Freedom of the Press
Press Freedom Score (0 = best, 100 = worst)
Legal Environment(0 = best, 30 = worst)
Political Environment(0 = best, 40 = worst)
Economic Environment(0 = best, 30 = worst)
Freedom of speech and expression is guaranteed, and the government generally respects these rights in practice. However, a number of legal restrictions continue to hinder the freedom of the press. Passed in 1999, Decree 60 created the government-appointed Nigerian Press Council and gave it the power to accredit journalists and register newspapers. In addition, criminal defamation laws are still used against journalists. In the largely Muslim northern states, Islamic law imposes additional penalties for alleged press offenses. Nevertheless, numerous independent publications provide a wide spectrum of views, and several private radio and television stations broadcast with little government interference. In February, officials granted broadcast licenses to 5 new television companies and 16 private radio stations. Reporters remain subject to occasional instances of intimidation, harassment, and arbitrary arrest at the hands of state governments, the police, and other actors.

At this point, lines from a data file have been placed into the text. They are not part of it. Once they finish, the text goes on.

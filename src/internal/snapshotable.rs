use std::sync::atomic::{AtomicBool, Ordering};

use ratatui::Frame;
use ratatui::layout::Rect;

use crate::error::SnapshotError;
use crate::internal::snapshoter::{CaptureOutcome, Snapshoter};

static ANIMATIONS_ENABLED: AtomicBool = AtomicBool::new(true);

/// Process-wide switch that animated components (spinners, blinking cursors,
/// tick-driven transitions) consult before advancing.
pub fn set_animations_enabled(enabled: bool) {
    ANIMATIONS_ENABLED.store(enabled, Ordering::SeqCst);
}

pub fn animations_enabled() -> bool {
    ANIMATIONS_ENABLED.load(Ordering::SeqCst)
}

/// A component that can be captured by a [`Snapshoter`].
pub trait Snapshotable {
    fn render(&self, f: &mut Frame, area: Rect);

    /// Put the component in a deterministic, capturable state.
    /// Must be idempotent. The default freezes animations.
    fn prepare_for_snapshot(&mut self) {
        set_animations_enabled(false);
    }

    /// Viewport to render into, overriding the configured one.
    fn viewport(&self) -> Option<(u16, u16)> {
        None
    }

    #[track_caller]
    fn make_snapshot(&self, snapshoter: &mut Snapshoter) -> Result<CaptureOutcome, SnapshotError> {
        snapshoter.check_snapshot(self)
    }
}

/// A component whose output is a pure function of an explicit state value.
///
/// After `transit(state)` the rendered output must depend only on `state`,
/// never on earlier transitions.
pub trait StatefulComponent {
    type State;

    fn transit(&mut self, to: &Self::State);
}
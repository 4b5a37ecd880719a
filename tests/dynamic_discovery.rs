use std::sync::Arc;
use std::sync::atomic::{AtomicUsize, Ordering};

use tui_state_snapshots::{
    DynamicSuite, RuntimeTest, SnapshotConfig, Snapshoter, SuiteRunner, TestFn, UnitOrigin, list_dynamic_tests, test_fn,
};

/// Suite whose `skip` wrapper replaces the body entirely and whose `e2e`
/// wrapper counts completed runs.
struct Screens {
    bodies_run: Arc<AtomicUsize>,
    wrapped_runs: Arc<AtomicUsize>,
}

impl Screens {
    fn new() -> Self {
        Self {
            bodies_run: Arc::new(AtomicUsize::new(0)),
            wrapped_runs: Arc::new(AtomicUsize::new(0)),
        }
    }

    fn body(&self) -> impl Fn(&mut Snapshoter) -> anyhow::Result<()> + Send + Sync + 'static {
        let bodies_run = Arc::clone(&self.bodies_run);
        move |_| {
            bodies_run.fetch_add(1, Ordering::SeqCst);
            Ok(())
        }
    }
}

impl DynamicSuite for Screens {
    fn name(&self) -> &str {
        "Screens"
    }

    fn runtime_tests(&self) -> Vec<RuntimeTest> {
        vec![RuntimeTest::new("e2e_generated_state", self.body())]
    }

    fn declared_tests(&self) -> Vec<RuntimeTest> {
        vec![
            RuntimeTest::new("e2e_open_detail", self.body()),
            RuntimeTest::new("skip_slow_network", self.body()),
            RuntimeTest::new("test_static_layout", self.body()),
            RuntimeTest::new("fixture_helper", self.body()),
        ]
    }

    fn method_implementation(&self, prefix: &str, current: TestFn) -> Option<TestFn> {
        match prefix {
            "e2e" => {
                let wrapped_runs = Arc::clone(&self.wrapped_runs);
                Some(test_fn(move |snapshoter| {
                    current(snapshoter)?;
                    wrapped_runs.fetch_add(1, Ordering::SeqCst);
                    Ok(())
                }))
            }
            "skip" => Some(test_fn(|_| Ok(()))),
            _ => None,
        }
    }
}

#[test]
fn test_listing_applies_prefix_rules() {
    let units = list_dynamic_tests(&Screens::new());

    let listed: Vec<(&str, &UnitOrigin)> = units.iter().map(|u| (u.name(), u.origin())).collect();
    assert_eq!(listed.len(), 4);
    assert_eq!(listed[0], ("e2e_generated_state", &UnitOrigin::Runtime));
    assert_eq!(listed[1].0, "e2e_open_detail");
    assert_eq!(listed[2].0, "skip_slow_network");
    assert_eq!(
        listed[3],
        (
            "test_static_layout",
            &UnitOrigin::Declared {
                prefix: "test".to_string(),
                wrapped: false
            }
        )
    );
}

#[test]
fn test_wrappers_run_only_around_declared_tests() {
    let suite = Screens::new();
    let report = SuiteRunner::new(SnapshotConfig::default()).run(&suite);

    report.assert_all_passed();
    // Generated, e2e_open_detail and test_static_layout; the skip wrapper drops its body.
    assert_eq!(suite.bodies_run.load(Ordering::SeqCst), 3);
    assert_eq!(suite.wrapped_runs.load(Ordering::SeqCst), 1);
}

#[test]
fn test_listing_twice_is_stable() {
    let suite = Screens::new();
    let first: Vec<String> = list_dynamic_tests(&suite).iter().map(|u| u.name().to_string()).collect();
    let second: Vec<String> = list_dynamic_tests(&suite).iter().map(|u| u.name().to_string()).collect();
    assert_eq!(first, second);
}
use serde::{Deserialize, Serialize};
use std::collections::HashMap;
use std::fs;
use std::path::{Path, PathBuf};

pub const CONFIG_FILE_NAME: &str = "snapshot.ron";

pub const ENV_RECORD: &str = "SNAPSHOT_RECORD";
pub const ENV_REFERENCE_DIR: &str = "SNAPSHOT_REFERENCE_DIR";
pub const ENV_BUNDLE_DIR: &str = "SNAPSHOT_BUNDLE_DIR";
pub const ENV_DIFF_DIR: &str = "SNAPSHOT_DIFF_DIR";

#[derive(Debug, Deserialize, Serialize, Clone, PartialEq)]
#[serde(default)]
pub struct LoggingConfig {
    /// Default level for the crate's events (e.g. "info", "debug")
    pub level: String,
    /// Per-module overrides, e.g. `{"tui_state_snapshots::internal::runner": "debug"}`
    pub module_levels: HashMap<String, String>,
    /// Directory for the daily rolling log file. Defaults to "logs".
    pub log_directory: Option<String>,
}

impl Default for LoggingConfig {
    fn default() -> Self {
        Self {
            level: "info".to_string(),
            module_levels: HashMap::new(),
            log_directory: None,
        }
    }
}

#[derive(Debug, Deserialize, Serialize, Clone, PartialEq)]
#[serde(default)]
pub struct SnapshotConfig {
    /// When true, captures are written as new references instead of compared.
    pub recording: bool,
    /// Writable directory that receives references while recording.
    pub reference_image_directory: Option<PathBuf>,
    /// Packaged, read-only references used when comparing (e.g. `tests/snapshots`).
    pub bundle_directory: Option<PathBuf>,
    /// Where reference/failed/diff files are written on mismatch.
    pub image_diff_directory: Option<PathBuf>,
    /// Fraction of cells (0.0..=1.0) allowed to differ before a capture fails.
    pub tolerance: f64,
    #[serde(default = "default_viewport_width")]
    pub viewport_width: u16,
    #[serde(default = "default_viewport_height")]
    pub viewport_height: u16,
    /// Append the viewport size to reference file names so several sizes can coexist.
    #[serde(default = "default_agnostic_screen_size")]
    pub agnostic_screen_size: bool,
    pub logging: LoggingConfig,
}

fn default_viewport_width() -> u16 {
    80
}

fn default_viewport_height() -> u16 {
    24
}

fn default_agnostic_screen_size() -> bool {
    true
}

impl Default for SnapshotConfig {
    fn default() -> Self {
        Self {
            recording: false,
            reference_image_directory: None,
            bundle_directory: None,
            image_diff_directory: None,
            tolerance: 0.0,
            viewport_width: default_viewport_width(),
            viewport_height: default_viewport_height(),
            agnostic_screen_size: default_agnostic_screen_size(),
            logging: LoggingConfig::default(),
        }
    }
}

impl SnapshotConfig {
    /// Load `snapshot.ron` from the usual locations and apply environment overrides.
    pub fn load() -> Self {
        Self::load_file().apply_env_overrides(|key| std::env::var(key).ok())
    }

    fn load_file() -> Self {
        let mut candidates = vec![PathBuf::from(CONFIG_FILE_NAME)];

        if let Ok(exe) = std::env::current_exe()
            && let Some(dir) = exe.parent()
        {
            candidates.push(dir.join(CONFIG_FILE_NAME));
        }

        if let Some(dir) = dirs::config_dir() {
            candidates.push(dir.join("tui-state-snapshots").join(CONFIG_FILE_NAME));
        }

        for path in candidates {
            if !path.exists() {
                continue;
            }
            match Self::from_path(&path) {
                Ok(config) => {
                    tracing::info!("Loaded snapshot config from {}", path.display());
                    return config;
                }
                Err(e) => {
                    tracing::error!("Failed to load snapshot config at {}: {:#}", path.display(), e);
                }
            }
        }

        tracing::info!("No snapshot config file found, using defaults");
        Self::default()
    }

    pub fn from_path(path: &Path) -> anyhow::Result<Self> {
        use anyhow::Context;

        let content = fs::read_to_string(path).context("Failed to read snapshot config")?;
        ron::from_str(&content).context("Failed to parse snapshot config")
    }

    /// Apply `SNAPSHOT_*` overrides read through `lookup`.
    pub fn apply_env_overrides(mut self, lookup: impl Fn(&str) -> Option<String>) -> Self {
        if let Some(value) = lookup(ENV_RECORD) {
            self.recording = parse_flag(&value);
        }
        if let Some(dir) = lookup(ENV_REFERENCE_DIR).filter(|v| !v.is_empty()) {
            self.reference_image_directory = Some(PathBuf::from(dir));
        }
        if let Some(dir) = lookup(ENV_BUNDLE_DIR).filter(|v| !v.is_empty()) {
            self.bundle_directory = Some(PathBuf::from(dir));
        }
        if let Some(dir) = lookup(ENV_DIFF_DIR).filter(|v| !v.is_empty()) {
            self.image_diff_directory = Some(PathBuf::from(dir));
        }
        self
    }

    /// Reference directory for the active mode: the writable one while
    /// recording, the packaged one while comparing.
    pub fn resolved_reference_directory(&self) -> Option<&Path> {
        if self.recording {
            self.reference_image_directory.as_deref()
        } else {
            self.bundle_directory.as_deref()
        }
    }

    pub fn save_to(&self, path: &Path) -> anyhow::Result<()> {
        use anyhow::Context;

        let pretty = ron::ser::PrettyConfig::default()
            .depth_limit(2)
            .separate_tuple_members(true);
        let content = ron::ser::to_string_pretty(self, pretty).context("Failed to serialize snapshot config")?;
        fs::write(path, content).with_context(|| format!("Failed to write snapshot config to {}", path.display()))?;
        tracing::info!("Saved snapshot config to {}", path.display());
        Ok(())
    }
}

fn parse_flag(value: &str) -> bool {
    matches!(
        value.trim().to_ascii_lowercase().as_str(),
        "1" | "true" | "yes" | "on"
    )
}

#[cfg(test)]
mod tests {
    use super::*;

    fn env(pairs: &[(&str, &str)]) -> impl Fn(&str) -> Option<String> {
        let map: HashMap<String, String> = pairs.iter().map(|(k, v)| (k.to_string(), v.to_string())).collect();
        move |key| map.get(key).cloned()
    }

    #[test]
    fn test_defaults_compare_mode() {
        let config = SnapshotConfig::default();
        assert!(!config.recording);
        assert_eq!(config.tolerance, 0.0);
        assert_eq!((config.viewport_width, config.viewport_height), (80, 24));
        assert!(config.resolved_reference_directory().is_none());
    }

    #[test]
    fn test_env_overrides() {
        let config = SnapshotConfig::default().apply_env_overrides(env(&[
            (ENV_RECORD, "true"),
            (ENV_REFERENCE_DIR, "/tmp/refs"),
            (ENV_DIFF_DIR, "/tmp/diffs"),
        ]));

        assert!(config.recording);
        assert_eq!(config.reference_image_directory, Some(PathBuf::from("/tmp/refs")));
        assert_eq!(config.image_diff_directory, Some(PathBuf::from("/tmp/diffs")));
    }

    #[test]
    fn test_record_flag_parsing() {
        for (raw, expected) in [("1", true), ("YES", true), (" on ", true), ("0", false), ("nope", false)] {
            let config = SnapshotConfig::default().apply_env_overrides(env(&[(ENV_RECORD, raw)]));
            assert_eq!(config.recording, expected, "value {raw:?}");
        }
    }

    #[test]
    fn test_reference_directory_depends_on_mode() {
        let mut config = SnapshotConfig {
            reference_image_directory: Some(PathBuf::from("writable")),
            bundle_directory: Some(PathBuf::from("bundle")),
            ..Default::default()
        };
        assert_eq!(config.resolved_reference_directory(), Some(Path::new("bundle")));

        config.recording = true;
        assert_eq!(config.resolved_reference_directory(), Some(Path::new("writable")));
    }

    #[test]
    fn test_partial_ron_uses_defaults() {
        let config: SnapshotConfig = ron::from_str(r#"(recording: true, viewport_width: 40)"#).unwrap();
        assert!(config.recording);
        assert_eq!(config.viewport_width, 40);
        assert_eq!(config.viewport_height, 24);
        assert!(config.agnostic_screen_size);
    }

    #[test]
    fn test_save_and_reload() {
        let dir = tempfile::tempdir().unwrap();
        let path = dir.path().join(CONFIG_FILE_NAME);
        let config = SnapshotConfig {
            bundle_directory: Some(PathBuf::from("tests/snapshots")),
            tolerance: 0.05,
            ..Default::default()
        };

        config.save_to(&path).unwrap();
        let loaded = SnapshotConfig::from_path(&path).unwrap();
        assert_eq!(loaded, config);
    }
}
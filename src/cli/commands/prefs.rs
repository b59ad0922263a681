use clap::{Subcommand, ValueEnum};
use serde_json::json;

use crate::app::App;
use crate::cli::utils::output_success;
use crate::cli::OutputFormat;

#[derive(Debug, Clone, Copy, ValueEnum)]
pub enum Toggle {
    On,
    Off,
}

#[derive(Subcommand)]
pub enum PrefsCommands {
    #[command(about = "Show or set dark mode")]
    DarkMode {
        #[arg(value_enum, help = "Leave out to show the current setting")]
        value: Option<Toggle>,
    },
}

pub async fn handle(cmd: PrefsCommands, app: &App, output_format: OutputFormat) -> anyhow::Result<()> {
    match cmd {
        PrefsCommands::DarkMode { value } => {
            if let Some(value) = value {
                app.session().set_dark_mode(matches!(value, Toggle::On))?;
            }
            let enabled = app.session().dark_mode.get();
            output_success(
                &output_format,
                &format!("Dark mode is {}", if enabled { "on" } else { "off" }),
                Some(json!({ "dark_mode": enabled })),
            )
        }
    }
}
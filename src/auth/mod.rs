use chrono::{DateTime, Utc};
use jsonwebtoken::{decode, DecodingKey, Validation};
use serde::Serialize;

use crate::types::TokenClaims;

/// Token issued by the API, inspected locally without the signing key.
///
/// The server stays the authority on validity; this is only for showing
/// who the token belongs to and when it runs out.
#[derive(Debug, Clone, PartialEq, Serialize)]
pub struct TokenInfo {
    pub subject: Option<String>,
    pub scopes: Vec<String>,
    pub expires_at: Option<DateTime<Utc>>,
    pub expired: bool,
}

#[derive(Debug)]
pub enum JwtError {
    Malformed(String),
    MissingExpiry,
}

impl std::fmt::Display for JwtError {
    fn fmt(&self, f: &mut std::fmt::Formatter<'_>) -> std::fmt::Result {
        match self {
            JwtError::Malformed(msg) => write!(f, "Malformed access token: {}", msg),
            JwtError::MissingExpiry => write!(f, "Access token has no expiry claim"),
        }
    }
}

impl std::error::Error for JwtError {}

/// Read the claims without verifying the signature
pub fn decode_claims(token: &str) -> Result<TokenClaims, JwtError> {
    let mut validation = Validation::default();
    validation.insecure_disable_signature_validation();
    validation.validate_exp = false;
    validation.validate_aud = false;

    decode::<TokenClaims>(token, &DecodingKey::from_secret(&[]), &validation)
        .map(|data| data.claims)
        .map_err(|e| match e.kind() {
            jsonwebtoken::errors::ErrorKind::MissingRequiredClaim(_) => JwtError::MissingExpiry,
            _ => JwtError::Malformed(e.to_string()),
        })
}

pub fn inspect(token: &str, now: DateTime<Utc>) -> Result<TokenInfo, JwtError> {
    let claims = decode_claims(token)?;
    Ok(TokenInfo {
        expires_at: claims.expires_at(),
        expired: claims.is_expired(now),
        subject: claims.sub,
        scopes: claims.scopes,
    })
}
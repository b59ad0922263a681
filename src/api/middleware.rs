// Request middleware pipeline
// Every outgoing request runs through the registered middleware in priority order

use std::sync::Arc;

use reqwest::header::{ACCEPT, AUTHORIZATION};

use crate::api::request::{ApiRequest, ApiResponse};
use crate::error::ClientError;

/// Supplies the access token for outgoing requests
pub trait TokenSource: Send + Sync {
    fn access_token(&self) -> Option<String>;
}

/// A request-transform step applied before transmission
pub trait Middleware: Send + Sync {
    /// Middleware name for logging and debugging
    fn name(&self) -> &'static str;

    /// Lower numbers run first
    fn priority(&self) -> u8 {
        50
    }

    fn on_request(&self, request: &mut ApiRequest) -> Result<(), ClientError>;

    fn on_response(&self, _request: &ApiRequest, _response: &ApiResponse) {}
}

pub type MiddlewareBox = Arc<dyn Middleware>;

/// Ordered list of middleware
#[derive(Clone, Default)]
pub struct MiddlewarePipeline {
    middleware: Vec<MiddlewareBox>,
}

impl MiddlewarePipeline {
    pub fn new() -> Self {
        Self::default()
    }

    /// Register a middleware; ties keep registration order
    pub fn register(&mut self, middleware: MiddlewareBox) {
        let name = middleware.name();
        let priority = middleware.priority();
        let position = self
            .middleware
            .iter()
            .position(|existing| existing.priority() > priority)
            .unwrap_or(self.middleware.len());
        self.middleware.insert(position, middleware);

        tracing::debug!("Registered middleware '{}' with priority {}", name, priority);
    }

    pub fn with(mut self, middleware: MiddlewareBox) -> Self {
        self.register(middleware);
        self
    }

    pub fn names(&self) -> Vec<&'static str> {
        self.middleware.iter().map(|m| m.name()).collect()
    }

    pub fn apply(&self, request: &mut ApiRequest) -> Result<(), ClientError> {
        for middleware in &self.middleware {
            middleware.on_request(request).map_err(|e| {
                tracing::warn!("Middleware '{}' rejected {} {}: {}", middleware.name(), request.method, request.path, e);
                e
            })?;
        }
        Ok(())
    }

    pub fn observe(&self, request: &ApiRequest, response: &ApiResponse) {
        for middleware in &self.middleware {
            middleware.on_response(request, response);
        }
    }
}

/// Attaches `Authorization: Bearer <token>` when a token is stored
pub struct AuthMiddleware {
    tokens: Arc<dyn TokenSource>,
}

impl AuthMiddleware {
    pub fn new(tokens: Arc<dyn TokenSource>) -> Self {
        Self { tokens }
    }
}

impl Middleware for AuthMiddleware {
    fn name(&self) -> &'static str {
        "auth"
    }

    fn priority(&self) -> u8 {
        10
    }

    fn on_request(&self, request: &mut ApiRequest) -> Result<(), ClientError> {
        match self.tokens.access_token() {
            Some(token) if !token.is_empty() => {
                request.set_header(AUTHORIZATION, &format!("Bearer {}", token))
            }
            _ => Ok(()),
        }
    }
}

pub struct AcceptJson;

impl Middleware for AcceptJson {
    fn name(&self) -> &'static str {
        "accept_json"
    }

    fn priority(&self) -> u8 {
        20
    }

    fn on_request(&self, request: &mut ApiRequest) -> Result<(), ClientError> {
        if !request.headers.contains_key(ACCEPT) {
            request.set_header(ACCEPT, "application/json")?;
        }
        Ok(())
    }
}

/// Emits a tracing event per request and per response
pub struct RequestLogging;

impl Middleware for RequestLogging {
    fn name(&self) -> &'static str {
        "request_logging"
    }

    fn priority(&self) -> u8 {
        90
    }

    fn on_request(&self, request: &mut ApiRequest) -> Result<(), ClientError> {
        tracing::debug!(
            method = %request.method,
            path = %request.path,
            authenticated = request.headers.contains_key(AUTHORIZATION),
            "API request"
        );
        Ok(())
    }

    fn on_response(&self, request: &ApiRequest, response: &ApiResponse) {
        if response.is_success() {
            tracing::debug!(method = %request.method, path = %request.path, status = response.status, "API response");
        } else {
            tracing::warn!(method = %request.method, path = %request.path, status = response.status, "API error response");
        }
    }
}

An article published in the private daily ThisDay sparked religious riots in November in which several hundred people were killed, while the newspaper's Kaduna office was burned down and Islamic authorities in the state of Zamfara called for the author of the article to be put to death. Journalists are often not paid in a timely manner, and some are susceptible to bribery. After Time magazine reported in April that some officials tried to bribe foreign reporters with cash, the government threatened to prosecute any foreign correspondent who wrote "malicious falsehoods" about the country.